The classical interconnection solutions based on shared buses or direct connections between the modules of the chip are becoming obsolete as they struggle to sustain
the increasing tight bandwidth and latency constraints that these systems demand.
The most promising solution for the future chip interconnects are the Networks on Chip (NoC). NoCs are network composed by routers and channels used to inter-
connect the different components installed on the single microchip. Examples of advanced processors based on NoC interconnects are the IBM Cell processor, composed by eight CPUs that is installed on the Sony Playstation III and
the Intel Teraflops pro ject composed by 80 independent (simple) microprocessors.
On chip integration is becoming popular not only in the Chip Multi Processor (CMP) research area but also in the wider and more heterogeneous world of Systems
on Chip (SoC). SoC comprehend all the electronic devices that surround us such as cell-phones, smart-phones, house embedded systems, automotive systems, set-top
boxes etc...
SoC manufacturers such as ST Microelectronics , Samsung, Philips and also Universities such as Bologna University, M.I.T., Berkeley and more are all proposing proprietary frameworks based on NoC interconnects. These frameworks
help engineers in the switch of design methodology and speed up the development of new NoC-based systems on chip.

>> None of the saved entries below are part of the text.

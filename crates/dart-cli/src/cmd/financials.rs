//! Filing rows command implementation.

use anyhow::Result;
use dart::rows_to_frame;

use super::FilingArgs;
use crate::OutputFormat;
use crate::config::Config;

/// Fetch and print the rows of a filing.
pub(crate) async fn show_financials(
    config: &Config,
    filing: &FilingArgs,
    format: OutputFormat,
) -> Result<()> {
    let query = filing.to_query()?;
    let service = config.service(false)?;
    let result = service.financials(&query).await?;

    match format {
        OutputFormat::Json => println!("{}", serde_json::to_string_pretty(&result)?),
        OutputFormat::Table => {
            println!("{query}: status {} ({})", result.status, result.message);
            println!("{}", rows_to_frame(&result.list)?);
        }
    }

    Ok(())
}
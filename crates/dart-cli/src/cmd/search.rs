//! Corporation search command implementation.

use anyhow::Result;
use dart::{CorpDirectory, CorpSummary, DEFAULT_SEARCH_LIMIT};

use crate::OutputFormat;
use crate::config::Config;

/// Search the corp-code database by name.
pub(crate) async fn search_corps(config: &Config, query: &str, format: OutputFormat) -> Result<()> {
    let directory = config.open_directory()?;
    let hits: Vec<CorpSummary> = directory
        .search(query, DEFAULT_SEARCH_LIMIT)
        .await?
        .into_iter()
        .map(CorpSummary::from)
        .collect();

    match format {
        OutputFormat::Json => println!("{}", serde_json::to_string_pretty(&hits)?),
        OutputFormat::Table => {
            if hits.is_empty() {
                println!("No corporations match {query:?}");
                return Ok(());
            }
            println!("{:<10} {:<8} Name", "Corp code", "Stock");
            println!("{}", "-".repeat(50));
            for hit in &hits {
                let stock = if hit.stock_code.is_empty() { "-" } else { hit.stock_code.as_str() };
                println!("{:<10} {:<8} {}", hit.corp_code, stock, hit.corp_name);
            }
        }
    }

    Ok(())
}
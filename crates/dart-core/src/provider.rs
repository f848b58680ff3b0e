//! Provider traits for filings and market data.
//!
//! This module defines the core provider traits:
//!
//! - [`DataProvider`] - Base trait for all data providers
//! - [`FilingProvider`] - Primary and fallback filing representations
//! - [`MarketMetricsProvider`] - Valuation figures for a listed security

use async_trait::async_trait;
use std::fmt::Debug;

use crate::{
    error::Result,
    query::FilingQuery,
    types::{FilingResult, MarketMetrics},
};

/// Base trait for all data providers.
pub trait DataProvider: Send + Sync + Debug {
    /// Returns the name of this provider (e.g., "OpenDART").
    fn name(&self) -> &str;

    /// Returns a description of this provider.
    fn description(&self) -> &str;
}

/// Provider of financial filing rows.
///
/// Upstream exposes two representations of the same filing: a compact one
/// that fails for companies with large disclosure sets, and a complete one
/// that covers them but is less consistently shaped. Neither call should
/// interpret the status code; that is left to
/// [`fetch_filing_rows`](crate::retriever::fetch_filing_rows).
#[async_trait]
pub trait FilingProvider: DataProvider {
    /// Fetches the primary representation of a filing.
    async fn fetch_primary(&self, query: &FilingQuery) -> Result<FilingResult>;

    /// Fetches the fallback representation of a filing.
    async fn fetch_fallback(&self, query: &FilingQuery) -> Result<FilingResult>;
}

/// Provider of valuation figures (PER, PBR, EPS) for a listed security.
///
/// Callers treat any error as "no data" and carry on with missing figures.
#[async_trait]
pub trait MarketMetricsProvider: DataProvider {
    /// Fetches market metrics for a six digit stock code.
    async fn market_metrics(&self, stock_code: &str) -> Result<MarketMetrics>;
}
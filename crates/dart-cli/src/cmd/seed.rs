//! Corp-code seeding command implementation.

use anyhow::{Context, Result, bail};
use dart::{CorpDirectory, SqliteDirectory, parse_corp_codes};
use std::path::Path;
use tracing::info;

use crate::config::Config;

/// Parse CORPCODE.xml and replace the contents of the corp-code database.
pub(crate) async fn seed_directory(config: &Config, path: &Path) -> Result<()> {
    let xml = std::fs::read_to_string(path)
        .with_context(|| format!("reading {}", path.display()))?;

    let entries = parse_corp_codes(&xml)?;
    if entries.is_empty() {
        bail!("parsed 0 corp entries from {}; check the XML structure", path.display());
    }

    let directory = SqliteDirectory::new(&config.corp_db)
        .with_context(|| format!("opening {}", config.corp_db.display()))?;
    let stored = directory.replace_all(&entries).await?;

    info!(stored, path = %config.corp_db.display(), "Seeded corp codes");
    println!("Seeded {stored} corps to {}", config.corp_db.display());
    Ok(())
}
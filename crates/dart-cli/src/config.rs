//! Runtime configuration resolved from flags and environment.

use anyhow::{Context, Result, bail};
use dart::{
    DataError, MetricsService, NaverFinanceProvider, OpenDartProvider, SqliteDirectory,
};
use std::path::PathBuf;
use std::sync::Arc;
use std::time::Duration;
use tracing::{debug, warn};

/// Default location of the corp-code database.
pub(crate) const DEFAULT_CORP_DB: &str = "data/corp_codes.db";

/// Default HTTP timeout in seconds.
pub(crate) const DEFAULT_HTTP_TIMEOUT_SECS: u64 = 30;

/// Default delay between market page requests in milliseconds.
pub(crate) const DEFAULT_MARKET_DELAY_MS: u64 = 500;

/// Settings shared by all subcommands.
#[derive(Debug)]
pub(crate) struct Config {
    api_key: Option<String>,
    pub(crate) corp_db: PathBuf,
    pub(crate) http_timeout: Duration,
    pub(crate) market_delay: Duration,
}

impl Config {
    pub(crate) fn new(api_key: Option<String>, corp_db: PathBuf, http_timeout_secs: u64) -> Self {
        Self {
            api_key: api_key.filter(|k| !k.trim().is_empty()),
            corp_db,
            http_timeout: Duration::from_secs(http_timeout_secs.max(1)),
            market_delay: Duration::from_millis(DEFAULT_MARKET_DELAY_MS),
        }
    }

    pub(crate) const fn with_market_delay(mut self, delay_ms: u64) -> Self {
        self.market_delay = Duration::from_millis(delay_ms);
        self
    }

    /// Open the corp-code database, which must already be seeded.
    pub(crate) fn open_directory(&self) -> Result<SqliteDirectory> {
        if !self.corp_db.exists() {
            bail!(
                "corp-code database {} not found; run `dart seed <CORPCODE.xml>` first",
                self.corp_db.display()
            );
        }
        SqliteDirectory::new(&self.corp_db)
            .with_context(|| format!("opening {}", self.corp_db.display()))
    }

    /// Build the metrics service.
    ///
    /// The directory is attached when the database exists; the market
    /// provider only when `with_market` is set.
    pub(crate) fn service(&self, with_market: bool) -> Result<MetricsService> {
        let api_key = self.api_key.as_deref().ok_or_else(|| {
            DataError::MissingCredentials(
                "OpenDART API key required (--api-key or OPEN_DART_API_KEY)".to_string(),
            )
        })?;

        let filings = OpenDartProvider::with_timeout(api_key, self.http_timeout)?;
        let mut service =
            MetricsService::new(Arc::new(filings)).with_market_timeout(self.http_timeout);

        if self.corp_db.exists() {
            service = service.with_directory(Arc::new(self.open_directory()?));
        } else {
            warn!(
                path = %self.corp_db.display(),
                "Corp-code database missing; stock metrics will be empty"
            );
        }

        if with_market {
            let market = NaverFinanceProvider::with_timeout(self.http_timeout)?
                .with_rate_limit(self.market_delay);
            service = service.with_market(Arc::new(market));
        }

        debug!(?service, "Service configured");
        Ok(service)
    }
}
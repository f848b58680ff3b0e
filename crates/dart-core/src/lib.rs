#![doc = include_str!("../README.md")]
#![doc(issue_tracker_base_url = "https://github.com/factordynamics/dart-metrics/issues/")]
#![cfg_attr(docsrs, feature(doc_cfg, doc_auto_cfg))]
#![warn(missing_docs)]
#![forbid(unsafe_code)]

//! Core traits, types and metrics derivation for OpenDART filings.
//!
//! This crate provides the foundational pieces of the pipeline:
//!
//! - [`parse_amount`](amount::parse_amount) - Locale-formatted amount parsing
//! - [`find_amount`](locator::find_amount) - First-match label lookup over filing rows
//! - [`derive_metrics`](metrics::derive_metrics) - Fixed ratio set from a filing
//! - [`fetch_filing_rows`](retriever::fetch_filing_rows) - Primary/fallback retrieval
//! - [`FilingProvider`](provider::FilingProvider) - Filing source abstraction
//! - [`MarketMetricsProvider`](provider::MarketMetricsProvider) - PER/PBR/EPS source
//! - [`CorpDirectory`](directory::CorpDirectory) - Corporation code store

/// Locale-formatted amount parsing.
pub mod amount;
/// Corporation directory trait.
pub mod directory;
/// Error types for data operations.
pub mod error;
/// Tabular export of filing rows.
pub mod frame;
/// Label-pattern lookup of accounting concepts.
pub mod locator;
/// Metrics derivation.
pub mod metrics;
/// Provider traits for filings and market data.
pub mod provider;
/// Filing identifiers and validation.
pub mod query;
/// Primary/fallback filing retrieval.
pub mod retriever;
/// Core data types (FilingRow, FilingResult, StockMetrics, etc.).
pub mod types;

// Re-export commonly used items at crate root
pub use amount::parse_amount;
pub use directory::{CorpDirectory, DEFAULT_SEARCH_LIMIT};
pub use error::{DataError, Result};
pub use frame::rows_to_frame;
pub use locator::{AccountConcept, ConceptMap, find_amount};
pub use metrics::{ConceptValues, FilingMetrics, derive_metrics, derive_metrics_with, ratio};
pub use provider::{DataProvider, FilingProvider, MarketMetricsProvider};
pub use query::{FilingQuery, FsDiv, ReportCode};
pub use retriever::{FilingSource, fetch_filing_rows, fetch_filing_rows_traced};
pub use types::{
    CorpInfo, CorpSummary, FilingResult, FilingRow, MarketMetrics, MetricsReport, STATUS_OK,
    StockMetrics,
};
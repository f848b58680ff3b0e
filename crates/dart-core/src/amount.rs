//! Locale-formatted amount parsing.
//!
//! Filings report amounts as text such as `"1,234,567"`, `"-12"` or
//! `"(1,234)"` (parenthesized negative). Anything that cannot be read as a
//! finite number is reported as `None`.

/// Parses a filing amount into a number.
///
/// Grouping separators (`,`) are stripped and surrounding whitespace is
/// trimmed. A value wrapped in parentheses is negated. Empty input, a lone
/// `-`, and unparseable or non-finite text all yield `None`.
///
/// # Example
///
/// ```
/// use dart_core::amount::parse_amount;
///
/// assert_eq!(parse_amount("1,234"), Some(1234.0));
/// assert_eq!(parse_amount("(1,234)"), Some(-1234.0));
/// assert_eq!(parse_amount("-"), None);
/// ```
#[must_use]
pub fn parse_amount(text: &str) -> Option<f64> {
    let cleaned: String = text.chars().filter(|&c| c != ',').collect();
    let trimmed = cleaned.trim();
    if trimmed.is_empty() || trimmed == "-" {
        return None;
    }

    match trimmed
        .strip_prefix('(')
        .and_then(|rest| rest.strip_suffix(')'))
    {
        Some(inner) => parse_decimal(inner).map(|v| -v),
        None => parse_decimal(trimmed),
    }
}

/// Parses plain decimal text, rejecting words like `inf` and `NaN` that the
/// float parser would otherwise accept.
fn parse_decimal(text: &str) -> Option<f64> {
    let text = text.trim();
    if text.is_empty() || text.bytes().any(|b| b.is_ascii_alphabetic() && b != b'e' && b != b'E') {
        return None;
    }
    text.parse::<f64>().ok().filter(|v| v.is_finite())
}
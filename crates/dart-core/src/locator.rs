//! Locating accounting line items by label.
//!
//! Filers label the same quantity differently across companies and periods,
//! so concepts are resolved by matching label patterns rather than fixed keys.
//! The first row (in filing order) whose label matches wins; later duplicates
//! such as restated prior-period lines are ignored.

use regex::Regex;
use serde::{Deserialize, Serialize};
use std::fmt;
use std::sync::LazyLock;

use crate::amount::parse_amount;
use crate::error::{DataError, Result};
use crate::types::FilingRow;

/// Returns the parsed amount of the first row whose label matches `pattern`.
///
/// Matching is a case-sensitive regex search over the exact label text. If
/// the first matching row carries an unparseable amount the result is `None`;
/// later rows are not consulted.
#[must_use]
pub fn find_amount(rows: &[FilingRow], pattern: &Regex) -> Option<f64> {
    rows.iter()
        .find(|row| pattern.is_match(&row.account_name))
        .and_then(|row| parse_amount(&row.amount_text))
}

/// A logical accounting quantity resolved from one or more possible labels.
#[derive(Clone, Copy, Debug, PartialEq, Eq, Hash, Serialize, Deserialize)]
pub enum AccountConcept {
    /// Total assets.
    TotalAssets,
    /// Total liabilities.
    TotalLiabilities,
    /// Total equity.
    TotalEquity,
    /// Revenue (sales).
    Revenue,
    /// Operating income.
    OperatingIncome,
    /// Net income for the period.
    NetIncome,
    /// Retained earnings, or accumulated deficit.
    RetainedEarnings,
    /// Paid-in capital stock.
    Capital,
    /// Depreciation expense.
    DepreciationExpense,
    /// Amortization of intangible assets.
    AmortizationExpense,
}

impl AccountConcept {
    /// All concepts, in the order they are resolved.
    pub const ALL: [Self; 10] = [
        Self::TotalAssets,
        Self::TotalLiabilities,
        Self::TotalEquity,
        Self::Revenue,
        Self::OperatingIncome,
        Self::NetIncome,
        Self::RetainedEarnings,
        Self::Capital,
        Self::DepreciationExpense,
        Self::AmortizationExpense,
    ];

    /// Returns the label pattern used for Korean (K-IFRS) filings.
    #[must_use]
    pub const fn korean_pattern(&self) -> &'static str {
        match self {
            Self::TotalAssets => "자산총계",
            Self::TotalLiabilities => "부채총계",
            Self::TotalEquity => "자본총계",
            Self::Revenue => r"(매출액|수익\(매출액\))",
            Self::OperatingIncome => "영업이익",
            Self::NetIncome => "(당기순이익|분기순이익|반기순이익)",
            Self::RetainedEarnings => "(이익잉여금|결손금)",
            Self::Capital => "자본금",
            Self::DepreciationExpense => "감가상각비",
            Self::AmortizationExpense => "무형자산상각비",
        }
    }
}

impl fmt::Display for AccountConcept {
    fn fmt(&self, f: &mut fmt::Formatter<'_>) -> fmt::Result {
        fmt::Debug::fmt(self, f)
    }
}

static KOREAN: LazyLock<ConceptMap> = LazyLock::new(|| ConceptMap {
    entries: AccountConcept::ALL
        .iter()
        .map(|&concept| {
            let pattern = Regex::new(concept.korean_pattern())
                .unwrap_or_else(|e| panic!("invalid built-in pattern for {concept}: {e}"));
            (concept, pattern)
        })
        .collect(),
});

/// Ordered mapping from concepts to compiled label patterns.
///
/// Each concept is resolved with [`find_amount`] against its pattern.
#[derive(Clone, Debug)]
pub struct ConceptMap {
    entries: Vec<(AccountConcept, Regex)>,
}

impl ConceptMap {
    /// Returns the shared mapping for Korean filings.
    #[must_use]
    pub fn korean() -> &'static Self {
        &KOREAN
    }

    /// Builds a mapping from `(concept, pattern)` pairs, e.g. for another locale.
    ///
    /// When a concept appears more than once, the first entry is used.
    ///
    /// # Errors
    /// Returns [`DataError::InvalidParameter`] if a pattern fails to compile.
    pub fn from_patterns<'a, I>(patterns: I) -> Result<Self>
    where
        I: IntoIterator<Item = (AccountConcept, &'a str)>,
    {
        let entries = patterns
            .into_iter()
            .map(|(concept, pattern)| {
                Regex::new(pattern)
                    .map(|re| (concept, re))
                    .map_err(|e| {
                        DataError::InvalidParameter(format!("Invalid pattern for {concept}: {e}"))
                    })
            })
            .collect::<Result<Vec<_>>>()?;
        Ok(Self { entries })
    }

    /// Returns the pattern registered for a concept.
    #[must_use]
    pub fn pattern(&self, concept: AccountConcept) -> Option<&Regex> {
        self.entries
            .iter()
            .find(|(c, _)| *c == concept)
            .map(|(_, re)| re)
    }

    /// Resolves a concept against the rows. Unmapped concepts are missing.
    #[must_use]
    pub fn resolve(&self, rows: &[FilingRow], concept: AccountConcept) -> Option<f64> {
        self.pattern(concept)
            .and_then(|pattern| find_amount(rows, pattern))
    }

    /// Iterates over the registered pairs in order.
    pub fn iter(&self) -> impl Iterator<Item = (AccountConcept, &Regex)> {
        self.entries.iter().map(|(c, re)| (*c, re))
    }
}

In this Thesis we propose an introduction of CMP and SoC interconnection networks. Then focusing on SoC systems we propose:
• a detailed analysis based on simulation of the Spidergon NoC, a ST Microelectronics solution for SoC interconnects. The Spidergon NoC differs from
many classical solutions inherited from the parallel computing world. Here we propose a detailed analysis of this NoC topology and routing algorithms. Furthermore we propose aEqualized a new routing algorithm designed to optimize the use of the resources of the network while also increasing its performance;
• a methodology flow based on modified publicly available tools that combined can be used to design, model and analyze any kind of System on Chip;
• a detailed analysis of a ST Microelectronics-proprietary transport-level protocol that the author of this Thesis helped developing;
• a simulation-based comprehensive comparison of different network interface designs proposed by the author and the researchers at AST lab, in order to
integrate shared-memory and message-passing based components on a single System on Chip;
• a powerful and flexible solution to address the time closure exception issue in the design of synchronous Networks on Chip. Our solution is based on relay
stations repeaters and allows to reduce the power and area demands of NoC interconnects while also reducing its buffer needs;
• a solution to simplify the design of the NoC by also increasing their performance and reducing their power and area consumption. We propose to replace complex and slow virtual channel-based routers with multiple and flexible
small Multi Plane ones. This solution allows us to reduce the area and power dissipation of any NoC while also increasing its performance especially when the resources are reduced.
This Thesis has been written in collaboration with the Advanced System Technology laboratory in Grenoble France, and the Computer Science Department at Columbia University in the city of New York.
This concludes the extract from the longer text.